Maxillary Labial Frenectomy: Diode Lasers Versus Surgical Scalpel

The trial will be performed as a prospective, randomized and controlled, single-blind investigation to study clinical parameters and patients' experiences when performing a frenectomy, comparing diode laser treatment with the conventional scalpel technique.

Participants:

This study will include 43 participants who will be identified with aberrant papillary frenum attachment according to Mirko et al., and will be referred to the periodontology department. The inclusion criteria for the participants will be:

All participants will sign a written informed consent form before participating in the study.

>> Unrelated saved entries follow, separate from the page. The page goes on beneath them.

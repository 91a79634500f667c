// Octet-decomposed IPv4 longest-prefix-match trie. Each CIDR is stored
// at its boundary octet (the octet the mask boundary falls within), so
// a lookup walks at most four trie levels.

use std::collections::{BTreeSet, HashMap};

type Route = (String, String);

#[derive(Debug, Clone, PartialEq, Eq)]
struct Winner {
    prefix_len: u8,
    cidr: String,
    route_name: String,
}

#[derive(Debug, Default)]
struct Node {
    children: HashMap<u8, Node>,
    routes: BTreeSet<Route>,
    winner: Option<Winner>,
}

#[derive(Debug, Default)]
pub struct LpmTrie {
    root: Node,
}

impl LpmTrie {
    pub fn new() -> Self {
        Self::default()
    }

    pub fn insert(&mut self, cidr: &str, route_name: &str) {
        let (network, mask) = parse_cidr(cidr);
        let boundary = boundary_octet(mask);
        let path: Vec<u8> = (0..boundary).map(|i| byte_at(network, i)).collect();
        let fanout = fanout_keys(network, mask, boundary);

        let mut node = &mut self.root;
        for key in &path {
            node = node.children.entry(*key).or_default();
        }
        for key in &fanout {
            let child = node.children.entry(*key).or_default();
            child.routes.insert((cidr.to_string(), route_name.to_string()));
            let should_promote = match &child.winner {
                None => true,
                Some(current) => current.prefix_len < mask,
            };
            if should_promote {
                child.winner = Some(Winner {
                    prefix_len: mask,
                    cidr: cidr.to_string(),
                    route_name: route_name.to_string(),
                });
            }
        }
    }

    // A prefix that was never inserted, or whose path was pruned by an
    // earlier remove, is a silent no-op.
    pub fn remove(&mut self, cidr: &str, route_name: &str) {
        let (network, mask) = parse_cidr(cidr);
        let boundary = boundary_octet(mask);
        let path: Vec<u8> = (0..boundary).map(|i| byte_at(network, i)).collect();
        let fanout = fanout_keys(network, mask, boundary);

        {
            let mut node = &self.root;
            for key in &path {
                match node.children.get(key) {
                    Some(child) => node = child,
                    None => return,
                }
            }
            for key in &fanout {
                if !node.children.contains_key(key) {
                    return;
                }
            }
        }

        let mut node = &mut self.root;
        for key in &path {
            node = node.children.get_mut(key).expect("path verified to exist above");
        }
        let route = (cidr.to_string(), route_name.to_string());
        for key in &fanout {
            if let Some(child) = node.children.get_mut(key) {
                child.routes.remove(&route);
                recompute_winner(child);
            }
        }

        prune(&mut self.root, &path, 0, &fanout);
    }

    pub fn search(&self, ip: &str) -> Option<(u8, String, String)> {
        let addr = parse_ipv4(ip);
        let mut node = &self.root;
        let mut best: Option<(u8, String, String)> = None;
        for i in 0..4 {
            let byte = byte_at(addr, i);
            let child = match node.children.get(&byte) {
                Some(child) => child,
                None => break,
            };
            node = child;
            if let Some(winner) = &node.winner {
                if best.as_ref().map_or(true, |(len, ..)| winner.prefix_len > *len) {
                    best = Some((winner.prefix_len, winner.cidr.clone(), winner.route_name.clone()));
                }
            }
        }
        best
    }
}

fn recompute_winner(node: &mut Node) {
    node.winner = node
        .routes
        .iter()
        .map(|(cidr, route_name)| {
            let mask = cidr
                .rsplit('/')
                .next()
                .expect("cidr always contains '/'")
                .parse::<u8>()
                .expect("cidr mask is a valid u8");
            (mask, cidr.clone(), route_name.clone())
        })
        // Tie-break deterministically on the greatest CIDR string when
        // masks are equal, so recompute is independent of set iteration
        // order.
        .max_by(|(len_a, cidr_a, _), (len_b, cidr_b, _)| len_a.cmp(len_b).then(cidr_a.cmp(cidr_b)))
        .map(|(prefix_len, cidr, route_name)| Winner {
            prefix_len,
            cidr,
            route_name,
        });
}

fn prune(node: &mut Node, path: &[u8], depth: usize, fanout: &[u8]) -> bool {
    if depth == path.len() {
        for key in fanout {
            let is_empty = node
                .children
                .get(key)
                .map(|child| child.routes.is_empty() && child.children.is_empty())
                .unwrap_or(false);
            if is_empty {
                node.children.remove(key);
            }
        }
    } else {
        let key = path[depth];
        if let Some(child) = node.children.get_mut(&key) {
            if prune(child, path, depth + 1, fanout) {
                node.children.remove(&key);
            }
        }
    }
    node.routes.is_empty() && node.children.is_empty()
}

fn boundary_octet(mask: u8) -> usize {
    let mut octet = (mask / 8) as usize;
    if mask % 8 == 0 && mask != 0 {
        octet -= 1;
    }
    octet
}

fn fanout_keys(network: u32, mask: u8, boundary: usize) -> Vec<u8> {
    let mask_num = byte_at(network, boundary) as u32;
    let shift = 8 * (boundary as u32 + 1) - mask as u32;
    let count = 1u32 << shift;
    (0..count).map(|j| ((mask_num + j) & 0xFF) as u8).collect()
}

fn byte_at(addr: u32, index: usize) -> u8 {
    ((addr >> (24 - 8 * index)) & 0xFF) as u8
}

fn parse_ipv4(ip: &str) -> u32 {
    let mut octets = ip.split('.').map(|part| part.parse::<u32>().expect("valid IPv4 octet"));
    let mut addr = 0u32;
    for i in 0..4 {
        let octet = octets.next().expect("IPv4 address has four octets");
        addr |= octet << (24 - 8 * i);
    }
    addr
}

fn parse_cidr(cidr: &str) -> (u32, u8) {
    let (network, mask) = cidr.split_once('/').expect("cidr contains a '/'");
    (parse_ipv4(network), mask.parse().expect("valid mask length"))
}

#[cfg(test)]
mod tests {
    use super::*;

    #[test]
    fn exact_match_with_no_longer_prefix() {
        let mut trie = LpmTrie::new();
        trie.insert("10.0.0.0/8", "a");
        assert_eq!(
            trie.search("10.2.0.0"),
            Some((8, "10.0.0.0/8".to_string(), "a".to_string()))
        );
    }

    #[test]
    fn longest_prefix_wins_over_shorter_covering_prefix() {
        let mut trie = LpmTrie::new();
        trie.insert("10.0.0.0/8", "a");
        trie.insert("10.1.0.0/16", "b");
        assert_eq!(
            trie.search("10.1.2.3"),
            Some((16, "10.1.0.0/16".to_string(), "b".to_string()))
        );
        assert_eq!(
            trie.search("10.2.0.0"),
            Some((8, "10.0.0.0/8".to_string(), "a".to_string()))
        );
    }

    #[test]
    fn default_route_matches_everything() {
        let mut trie = LpmTrie::new();
        trie.insert("0.0.0.0/0", "default");
        assert_eq!(
            trie.search("8.8.8.8"),
            Some((0, "0.0.0.0/0".to_string(), "default".to_string()))
        );
    }

    #[test]
    fn insert_then_remove_restores_prior_search_result() {
        let mut trie = LpmTrie::new();
        trie.insert("10.0.0.0/8", "a");
        trie.insert("10.1.0.0/16", "b");
        trie.remove("10.1.0.0/16", "b");
        assert_eq!(
            trie.search("10.1.2.3"),
            Some((8, "10.0.0.0/8".to_string(), "a".to_string()))
        );
    }

    #[test]
    fn remove_last_route_prunes_node_and_leaves_no_match() {
        let mut trie = LpmTrie::new();
        trie.insert("192.168.1.0/24", "a");
        trie.remove("192.168.1.0/24", "a");
        assert_eq!(trie.search("192.168.1.5"), None);
        assert!(trie.root.children.is_empty());
    }

    #[test]
    fn search_outside_any_prefix_returns_none() {
        let mut trie = LpmTrie::new();
        trie.insert("10.0.0.0/8", "a");
        assert_eq!(trie.search("192.168.1.1"), None);
    }

    #[test]
    fn remove_of_nonexistent_route_is_a_no_op() {
        let mut trie = LpmTrie::new();
        trie.insert("10.0.0.0/8", "a");
        trie.remove("172.16.0.0/12", "ghost");
        assert_eq!(
            trie.search("10.1.2.3"),
            Some((8, "10.0.0.0/8".to_string(), "a".to_string()))
        );
    }

    #[test]
    fn removal_recompute_breaks_same_cidr_ties_on_route_name() {
        // Three named routes for the identical prefix share one boundary
        // node; removing one forces a recompute among the survivors.
        let mut trie = LpmTrie::new();
        trie.insert("10.1.0.0/16", "a");
        trie.insert("10.1.0.0/16", "b");
        trie.insert("10.1.0.0/16", "c");
        trie.remove("10.1.0.0/16", "a");
        assert_eq!(
            trie.search("10.1.2.3"),
            Some((16, "10.1.0.0/16".to_string(), "c".to_string()))
        );
    }

    #[test]
    fn host_route_uses_single_child_at_last_octet() {
        let mut trie = LpmTrie::new();
        trie.insert("10.0.0.1/32", "host");
        assert_eq!(
            trie.search("10.0.0.1"),
            Some((32, "10.0.0.1/32".to_string(), "host".to_string()))
        );
        assert_eq!(trie.search("10.0.0.2"), None);
    }
}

Study Groups and Randomization:

Before any surgical procedure, all subjects will undergo a thorough medical and dental history review, as well as intraoral and radiographic examinations. Participants who match the inclusion criteria will be provided with oral hygiene instructions tailored to their specific needs. Initially, the clinical periodontal parameters of all participants will be measured. Then, a mechanical cleaning procedure will be carried out using an ultrasonic scaler (CavitronÒ; Dentsply International) and hand instruments (Gracey, 5/6, 7/8, 11/12, 13/14; Hu-Friedy Ins. Co.). A total of 43 participants will be enrolled in the study and assigned to one of two groups using a computer-based randomization table (www.graphpad.com/quickcalcs). The participants will be randomly divided into two groups: the experimental group, which will undergo diode laser surgery (L=20), and the control group, which will undergo conventional scalpel surgery (C=23).

Post-treatment Procedure:

After the frenectomy procedures in all groups, patients will receive oral hygiene instructions and will be advised to consume soft and cold food for the next 12 hours. Additionally, a 0.12% chlorhexidine gluconate mouth rinse will be prescribed to be used once a day for one minute over five days. For pain relief, 500 mg of acetaminophen (1-2 tablets) will be prescribed as needed, with patients instructed to record the dosage and frequency of use.

Clinical Evaluation:

Z.T.E. will perform all surgical procedures, while a calibrated single examiner (K.Y) will perform all clinical evaluations. Patients in the C group will undergo primary wound healing with sutures, whereas patients in the L group will not get any sutures. Therefore, neither the clinicians (Z.T.E and K.Y) nor the patients will be kept unaware of the study's details over the entire duration. In order to ensure consistency in the measurements of K.Y, a calibration exercise was conducted until the agreement coefficient achieves a level of 90%. This calibration process was consist of evaluating three patients on two separate occasions within a 24-hour period. The calibration was considered effective if the variation between repeated measurements of periodontal keratinized gingival width (KGW) at the beginning and after 24 hours is less than 3%. The clinical periodontal parameters, such as the plaque index (PI), gingival index (GI), and periodontal pocket depth (PD), will be measured using a periodontal probe from the University of North Carolina (PCPUNC15; Hu-Friedy Ins. Co.). At baseline and at postoperative week 6 and month 6, all periodontal measurements will be taken at six sites per tooth as part of a full-mouth evaluation. KGW on teeth 11 and 12, the heights of the interdental papillae between the incisors (from the tip of an interdental papilla to the line joining the lowest points on the gingival margins of adjacent incisors), interdental papilla width, and the amount of diastema will be measured at baseline and at month 6. Before the operations, the labial frenulum attachments will be classified into four types: I - mucosal attachment; II - gingival attachment; III - papillary attachment; and IV - papilla penetrating attachment. Pain will be evaluated using the visual analogue scale (VAS) on postoperative days 1, 3, 7, 14, 21, and 28. The scale will be comprised of a horizontal line with values ranging from '0' to '10', where '0' indicates the absence of pain and '10' indicates the presence of severe discomfort.

Statistical Analysis:

Each patient will be accepted as one statistical unit and the statistical analysis will be performed by SPSS 20 (SPSS Corporation, Chicago, IL) with a significance level p < 0.05. The Kolmogorov-Smirnov test will be used to check the distribution for normality. Repeated measurements of clinical parameters will be analyzed with Friedman test and Wilcoxon signed-rank test. The Kruskal-Wallis, Chi-square, and Fisher's exact tests will be used to determine differences among the groups. Moreover, in case of significant difference among groups, the Mann-Whitney U test will be used to compare two groups by Bonferroni correction.